The definition of a startup
Eric Ries, the founder of the lean startup movement once defined a startup like this:
“A startup is a human institution designed to deliver a new product or service under conditions of extreme uncertainty.”
Whereas Paul Graham defines it like this in his famous post about growth:
“A startup is a company designed to grow fast. Being newly founded does not in itself make a company a startup. Nor is it necessary for a startup to work on technology, or take venture funding, or have some sort of “exit.” The only essential thing is growth. Everything else we associate with startups follows from growth.”
In his post he says a good growth rate for a startup is about 5-7% growth per week, which really is a tremendous amount. It might not seem much at first but think about it: If you have 100 users a day, a 5% growth rate per week means that you have 105 users after a week, 162 after 10 weeks, 1264 users after a year, 15984 after two years and 202083 after 3 years.

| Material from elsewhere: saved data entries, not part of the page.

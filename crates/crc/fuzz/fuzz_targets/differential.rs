//! Differential fuzz target: table-driven engine vs. the bitwise reference
//! and the `crc` crate.

#![no_main]

use crc::{CRC_16_USB, CRC_16_XMODEM, CRC_32_ISO_HDLC};
use crc_engine::{Algorithm, Crc, reference};
use libfuzzer_sys::fuzz_target;

fuzz_target!(|data: &[u8]| {
  for algorithm in Algorithm::ALL {
    let crc = Crc::from_algorithm(algorithm);
    let ours = crc.calc(data);
    let bitwise = reference::bitwise(crc.variant().params(), data);
    assert_eq!(Some(ours), bitwise, "{algorithm} table/bitwise mismatch");
  }

  let usb = crc::Crc::<u16>::new(&CRC_16_USB).checksum(data);
  assert_eq!(Crc::from_algorithm(Algorithm::Crc16Usb).calc(data), u32::from(usb));

  let xmodem = crc::Crc::<u16>::new(&CRC_16_XMODEM).checksum(data);
  assert_eq!(Crc::from_algorithm(Algorithm::Crc16Xmodem).calc(data), u32::from(xmodem));

  let crc32 = crc::Crc::<u32>::new(&CRC_32_ISO_HDLC).checksum(data);
  assert_eq!(Crc::from_algorithm(Algorithm::Crc32).calc(data), crc32);
});
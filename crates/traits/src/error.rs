//! Error types shared by checksum engines.
//!
//! Individual crates define richer errors for their own failure modes.

use core::fmt;

/// Verification failed.
///
/// Returned when a recomputed checksum does not match the expected one.
/// Carries no detail: the caller already holds both the data and the code.
///
/// # Examples
///
/// ```
/// use traits::VerificationError;
///
/// fn verify(computed: u32, expected: u32) -> Result<(), VerificationError> {
///   if computed == expected {
///     Ok(())
///   } else {
///     Err(VerificationError::new())
///   }
/// }
///
/// assert!(verify(0xB6CC_4292, 0xB6CC_4292).is_ok());
/// assert!(verify(0xB6CC_4292, 0).is_err());
/// ```
#[derive(Debug, Clone, Copy, PartialEq, Eq, Hash)]
#[non_exhaustive]
pub struct VerificationError;

impl VerificationError {
  /// Create a new verification error.
  #[inline]
  #[must_use]
  pub const fn new() -> Self {
    Self
  }
}

impl Default for VerificationError {
  #[inline]
  fn default() -> Self {
    Self::new()
  }
}

impl fmt::Display for VerificationError {
  fn fmt(&self, f: &mut fmt::Formatter<'_>) -> fmt::Result {
    f.write_str("checksum verification failed")
  }
}

impl core::error::Error for VerificationError {}

#[cfg(test)]
mod tests {
  extern crate alloc;

  use alloc::{format, string::ToString};

  use super::*;

  #[test]
  fn display_message() {
    assert_eq!(VerificationError::new().to_string(), "checksum verification failed");
  }

  #[test]
  fn debug_impl() {
    assert_eq!(format!("{:?}", VerificationError::new()), "VerificationError");
  }

  #[test]
  fn default_impl() {
    let err: VerificationError = Default::default();
    assert_eq!(err, VerificationError::new());
  }

  #[test]
  fn trait_bounds() {
    fn assert_send_sync<T: Send + Sync + core::error::Error>() {}
    assert_send_sync::<VerificationError>();
  }

  #[test]
  fn size_is_zero() {
    assert_eq!(core::mem::size_of::<VerificationError>(), 0);
  }
}
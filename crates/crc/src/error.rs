//! Error type for variant resolution and CRC verification.

use thiserror::Error;

/// Errors raised while resolving a variant or checking framed data.
///
/// All of these are programmer or configuration errors. They are reported
/// synchronously and no partial result accompanies them.
#[derive(Debug, Clone, Copy, PartialEq, Eq, Hash, Error)]
#[non_exhaustive]
pub enum CrcError {
  /// The variant name is not present in the registry.
  #[error("unknown CRC variant")]
  UnknownVariant,

  /// Framed input is too short to hold the CRC field.
  #[error("input of {len} bytes cannot hold a {required}-byte CRC field")]
  InvalidInput {
    /// Length of the rejected input.
    len: usize,
    /// Bytes occupied by the CRC field alone.
    required: usize,
  },

  /// The polynomial's bit length does not round up to 8, 16 or 32.
  #[error("polynomial bit length {bits} is outside the supported widths (8, 16, 32)")]
  UnsupportedWidth {
    /// Bit length of the rejected polynomial.
    bits: u32,
  },
}
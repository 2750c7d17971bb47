//! CRC variant parameters.
//!
//! Parameters follow the conventions of the
//! [CRC Catalogue](https://reveng.sourceforge.io/crc-catalogue/): the
//! polynomial is given in normal form without the implicit high bit, and
//! `initial`/`xor_out` are given unreflected.

use core::fmt;

use crate::{
  CrcError, Width,
  tables::{self, Table},
};

/// CRC algorithm parameters.
///
/// # Parameters
///
/// - `name`: registry key (e.g. `"crc32"`)
/// - `polynomial`: generator polynomial in normal (MSB-first) bit order
/// - `initial`: initial value for the CRC register
/// - `reflect_in`: process each input byte LSB-first
/// - `reflect_out`: bit-reverse the final register before the XOR
/// - `xor_out`: value XORed into the final CRC
///
/// The width is not a parameter: it is derived from the polynomial when a
/// [`Variant`] is built.
#[derive(Clone, Copy, Debug, PartialEq, Eq, Hash)]
pub struct CrcParams {
  /// Registry key.
  pub name: &'static str,
  /// Generator polynomial (normal form, without implicit high bit).
  pub polynomial: u64,
  /// Initial value for the CRC register.
  pub initial: u32,
  /// Reflect input bytes.
  pub reflect_in: bool,
  /// Reflect final CRC before XOR.
  pub reflect_out: bool,
  /// XOR value applied to final CRC.
  pub xor_out: u32,
}

impl CrcParams {
  /// CRC-8/SMBUS - SMBus PEC, ATM HEC
  pub const CRC8_SMBUS: Self = Self {
    name: "crc8",
    polynomial: 0x07,
    initial: 0x00,
    reflect_in: false,
    reflect_out: false,
    xor_out: 0x00,
  };

  /// CRC-8/MAXIM-DOW - 1-Wire, iButton
  pub const CRC8_MAXIM: Self = Self {
    name: "crc8maxim",
    polynomial: 0x31,
    initial: 0x00,
    reflect_in: true,
    reflect_out: true,
    xor_out: 0x00,
  };

  /// CRC-16/ARC (aka CRC-16/IBM) - LHA, ARC
  pub const CRC16_ARC: Self = Self {
    name: "crc16arc",
    polynomial: 0x8005,
    initial: 0x0000,
    reflect_in: true,
    reflect_out: true,
    xor_out: 0x0000,
  };

  /// CRC-16/MODBUS
  pub const CRC16_MODBUS: Self = Self {
    name: "crc16modbus",
    polynomial: 0x8005,
    initial: 0xFFFF,
    reflect_in: true,
    reflect_out: true,
    xor_out: 0x0000,
  };

  /// CRC-16/USB - USB token and data packets
  pub const CRC16_USB: Self = Self {
    name: "crc16usb",
    polynomial: 0x8005,
    initial: 0xFFFF,
    reflect_in: true,
    reflect_out: true,
    xor_out: 0xFFFF,
  };

  /// CRC-16/KERMIT (aka CRC-16/CCITT) - Kermit, Bluetooth
  pub const CRC16_KERMIT: Self = Self {
    name: "crc16kermit",
    polynomial: 0x1021,
    initial: 0x0000,
    reflect_in: true,
    reflect_out: true,
    xor_out: 0x0000,
  };

  /// CRC-16/IBM-3740 (aka CRC-16/CCITT-FALSE)
  pub const CRC16_CCITT_FALSE: Self = Self {
    name: "crc16ccittfalse",
    polynomial: 0x1021,
    initial: 0xFFFF,
    reflect_in: false,
    reflect_out: false,
    xor_out: 0x0000,
  };

  /// CRC-16/XMODEM - XMODEM, ZMODEM, YMODEM
  pub const CRC16_XMODEM: Self = Self {
    name: "crc16xmodem",
    polynomial: 0x1021,
    initial: 0x0000,
    reflect_in: false,
    reflect_out: false,
    xor_out: 0x0000,
  };

  /// CRC-32/ISO-HDLC - Ethernet, gzip, PNG, zip
  pub const CRC32_ISO_HDLC: Self = Self {
    name: "crc32",
    polynomial: 0x04C1_1DB7,
    initial: 0xFFFF_FFFF,
    reflect_in: true,
    reflect_out: true,
    xor_out: 0xFFFF_FFFF,
  };

  /// CRC-32/ISCSI (Castagnoli) - iSCSI, SCTP, ext4, Btrfs
  pub const CRC32C: Self = Self {
    name: "crc32c",
    polynomial: 0x1EDC_6F41,
    initial: 0xFFFF_FFFF,
    reflect_in: true,
    reflect_out: true,
    xor_out: 0xFFFF_FFFF,
  };

  /// CRC-32/BZIP2
  pub const CRC32_BZIP2: Self = Self {
    name: "crc32bzip2",
    polynomial: 0x04C1_1DB7,
    initial: 0xFFFF_FFFF,
    reflect_in: false,
    reflect_out: false,
    xor_out: 0xFFFF_FFFF,
  };

  /// CRC-32/MPEG-2
  pub const CRC32_MPEG2: Self = Self {
    name: "crc32mpeg2",
    polynomial: 0x04C1_1DB7,
    initial: 0xFFFF_FFFF,
    reflect_in: false,
    reflect_out: false,
    xor_out: 0x0000_0000,
  };
}

/// A validated parameter set with its derived width and lookup table.
///
/// Built once and never mutated. Built-in variants live in the
/// [registry](crate::registry); [`Variant::new`] builds custom ones.
///
/// ```
/// use crc_engine::{Crc, CrcParams, Variant, Width};
///
/// let arc = Variant::new(CrcParams::CRC16_ARC)?;
/// assert_eq!(arc.width(), Width::W16);
/// assert_eq!(Crc::with_variant(&arc).calc(b"123456789"), 0xBB3D);
/// # Ok::<(), crc_engine::CrcError>(())
/// ```
#[derive(Clone, PartialEq, Eq)]
pub struct Variant {
  params: CrcParams,
  width: Width,
  table: Table,
}

impl Variant {
  /// Validate `params`, derive the width and build the lookup table.
  ///
  /// `initial` and `xor_out` are truncated to the derived width.
  ///
  /// # Errors
  ///
  /// Returns [`CrcError::UnsupportedWidth`] when the polynomial does not fit
  /// an 8, 16 or 32-bit register.
  pub const fn new(params: CrcParams) -> Result<Self, CrcError> {
    let width = match Width::from_polynomial(params.polynomial) {
      Ok(width) => width,
      Err(err) => return Err(err),
    };
    let mask = width.mask();
    let params = CrcParams {
      initial: params.initial & mask,
      xor_out: params.xor_out & mask,
      ..params
    };
    // Width check above guarantees the polynomial fits in 32 bits.
    let table = tables::generate(params.polynomial as u32, width, params.reflect_in);
    Ok(Self { params, width, table })
  }

  /// The parameters this variant was built from.
  #[inline]
  #[must_use]
  pub const fn params(&self) -> &CrcParams {
    &self.params
  }

  /// Registry key.
  #[inline]
  #[must_use]
  pub const fn name(&self) -> &'static str {
    self.params.name
  }

  /// Register width derived from the polynomial.
  #[inline]
  #[must_use]
  pub const fn width(&self) -> Width {
    self.width
  }

  /// Generator polynomial in normal form.
  #[inline]
  #[must_use]
  pub const fn polynomial(&self) -> u32 {
    self.params.polynomial as u32
  }

  /// The precomputed per-byte lookup table.
  #[inline]
  #[must_use]
  pub const fn table(&self) -> &Table {
    &self.table
  }

  /// Register value before the first byte.
  ///
  /// Reflected variants hold the register bit-reversed, so the seed is
  /// reflected on load.
  #[inline]
  #[must_use]
  pub(crate) const fn initial_register(&self) -> u32 {
    if self.params.reflect_in {
      self.width.reflect(self.params.initial)
    } else {
      self.params.initial
    }
  }

  /// Turn a final register value into the published CRC.
  ///
  /// The register is already in reflected orientation when `reflect_in` is
  /// set, so it is reversed only when the output orientation differs.
  #[inline]
  #[must_use]
  pub(crate) const fn finalize(&self, register: u32) -> u32 {
    let register = register & self.width.mask();
    let out = if self.params.reflect_in != self.params.reflect_out {
      self.width.reflect(register)
    } else {
      register
    };
    (out ^ self.params.xor_out) & self.width.mask()
  }
}

impl fmt::Debug for Variant {
  fn fmt(&self, f: &mut fmt::Formatter<'_>) -> fmt::Result {
    f.debug_struct("Variant")
      .field("params", &self.params)
      .field("width", &self.width)
      .finish_non_exhaustive()
  }
}

impl fmt::Display for Variant {
  fn fmt(&self, f: &mut fmt::Formatter<'_>) -> fmt::Result {
    let digits = self.width.bytes() * 2;
    write!(
      f,
      "{} (width={} poly=0x{:0digits$X} init=0x{:0digits$X} refin={} refout={} xorout=0x{:0digits$X})",
      self.params.name,
      self.width.bits(),
      self.params.polynomial,
      self.params.initial,
      self.params.reflect_in,
      self.params.reflect_out,
      self.params.xor_out,
    )
  }
}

This is exponential growth working for you. It’s no coincidence that startups need an average of 3-4 years before they get big and you hear about them.
It’s incredibly unlikely however, that you can hit such a growth rates easily. Airbnb, Dropbox, Twitch have seen these growth rates and not without reason: They solved important issues their users were facing. What these companies achieved is the so called product / market fit (PMF), without it it’s almost impossible to grow fast (most startups which think have achieved PMF and scale prematurely fail).
The gist is: if you build a product, and it doesn’t have exponential growth, it’s not a startup, it‘s a good product or a company at best (which isn’t bad either).